By Don Sadler
When companies become distressed, the first reaction by business owners is often to start slashing costs and cutting back on growth projects. While getting lean to adjust to the economic environment is a wise strategy, companies should be careful not to compromise their business by cutting too much. Small business owners need not sacrifice long-term growth when the times get tough.
Lean on Human Capital
When the financial collapse of 2008 was weighing heavily upon the global community, Chris McMurry decided to turn to his employees for help. As chief executive officer of McMurry, he believed in his employees' ability to band together and ride out the storm.
McMurry could have taken the slash and burn route, cutting expenses to shore up margins over the short term. “We’re not big into cutting things, and we don’t take the easy way to improved margins,” says McMurry. “Instead, we count on our people to help... prepare and batten down the hatches just in case the storm came our way. I suggested that if every person at McMurry found $400 a month in savings, the company would save around $800,000 in a year."

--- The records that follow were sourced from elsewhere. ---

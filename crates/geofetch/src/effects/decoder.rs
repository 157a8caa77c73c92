use std::fmt;
use std::marker::PhantomData;
use std::string::FromUtf8Error;

use serde::de::DeserializeOwned;

/// Turns a fetched body into a typed value.
pub trait Decoder {
    type Output;
    type Error: fmt::Display;

    /// Whether this decoder understands content of `mime_type` fetched from `url`.
    fn accepts(&self, mime_type: &str, url: &str) -> bool;

    fn decode(&self, data: &[u8]) -> Result<Self::Output, Self::Error>;
}

/// UTF-8 text of any content type.
#[derive(Debug, Clone, Copy, Default)]
pub struct TextDecoder;

impl Decoder for TextDecoder {
    type Output = String;
    type Error = FromUtf8Error;

    fn accepts(&self, _mime_type: &str, _url: &str) -> bool {
        true
    }

    fn decode(&self, data: &[u8]) -> Result<String, FromUtf8Error> {
        String::from_utf8(data.to_vec())
    }
}

/// JSON documents deserialized into `T`.
///
/// Accepts `*json` content types, URLs ending in `.json`, and responses
/// without a content type.
pub struct JsonDecoder<T> {
    _marker: PhantomData<fn() -> T>,
}

impl<T> JsonDecoder<T> {
    pub fn new() -> Self {
        Self {
            _marker: PhantomData,
        }
    }
}

impl<T> Default for JsonDecoder<T> {
    fn default() -> Self {
        Self::new()
    }
}

impl<T> fmt::Debug for JsonDecoder<T> {
    fn fmt(&self, f: &mut fmt::Formatter<'_>) -> fmt::Result {
        f.write_str("JsonDecoder")
    }
}

impl<T: DeserializeOwned> Decoder for JsonDecoder<T> {
    type Output = T;
    type Error = serde_json::Error;

    fn accepts(&self, mime_type: &str, url: &str) -> bool {
        let essence = mime_type.split(';').next().unwrap_or_default().trim();
        essence.is_empty()
            || essence.to_ascii_lowercase().ends_with("json")
            || url.split(['?', '#']).next().unwrap_or_default().ends_with(".json")
    }

    fn decode(&self, data: &[u8]) -> Result<T, serde_json::Error> {
        serde_json::from_slice(data)
    }
}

Of course, not every effort or idea turned out to be a practical cost saving initiative, but it did implement a culture of savings and smarter spending that really did contribute to the bottom line. The culture that was established built the foundation for growth once economic conditions improved.
Cutting too Deep
Obviously, desperate times call for desperate measures. If there simply isn't enough cash to pay the bills, a business owner may have no choice but to make big cuts.
But it could be a real mistake cutting costs across the board without considering how that might impact sales or if it will put the company at a competitive disadvantage. As Adam Bezark, a certified public accountant says, “Not all overhead expenses are the same. You need to think about the return on investment and intangible effects of your expenditures.”
There can be the temptation to panic and get the company as lean as possible, as quickly as possible, to the detriment of the company's future. "Sales are down and companies make across-the-board cuts, trimming the marketing budget along with the coffee and doughnuts. Spending less on marketing only implodes sales further,” Bezark notes
Plan For the Short and Long-Term
Before implementing cost cutting measures, companies need to plan carefully. Janet Boulter, president of Center Consulting Group, believes the obvious first step is to eliminate excessive spending and waste. “Take a fresh look at the products and services you purchase - everything from office products to cell phone plans - and evaluate the benefits,” Boulter says.
Part of that planning process includes addressing existing relationships. Before enacting aggressive cost-cutting actions, firms should try to get better quotes from vendors, renegotiate office leases, closely examine travel expenses, eliminate unnecessary subscriptions and memberships, and cut back on entertainment expenses.
These lesser cost cutting measures should precede bolder actions that must be taken. In some cases, companies under greater duress must make some tough choices. These include reducing work hours, ending 401(k) matches, reducing the percentage of employer health care payments, or letting employees go.
Boulter notes that, “In more drastic situations, layoffs may be required if the long-term projections for sales do not support the current workforce. While no owner ever wants to reduce the workforce, it is sometimes the best decision for the company.”
Trim Down and Start Again
After doing what cost cutting needs to be done, companies should approach business as a fresh start. Being leaner doesn't mean that businesses should stop planning for the future.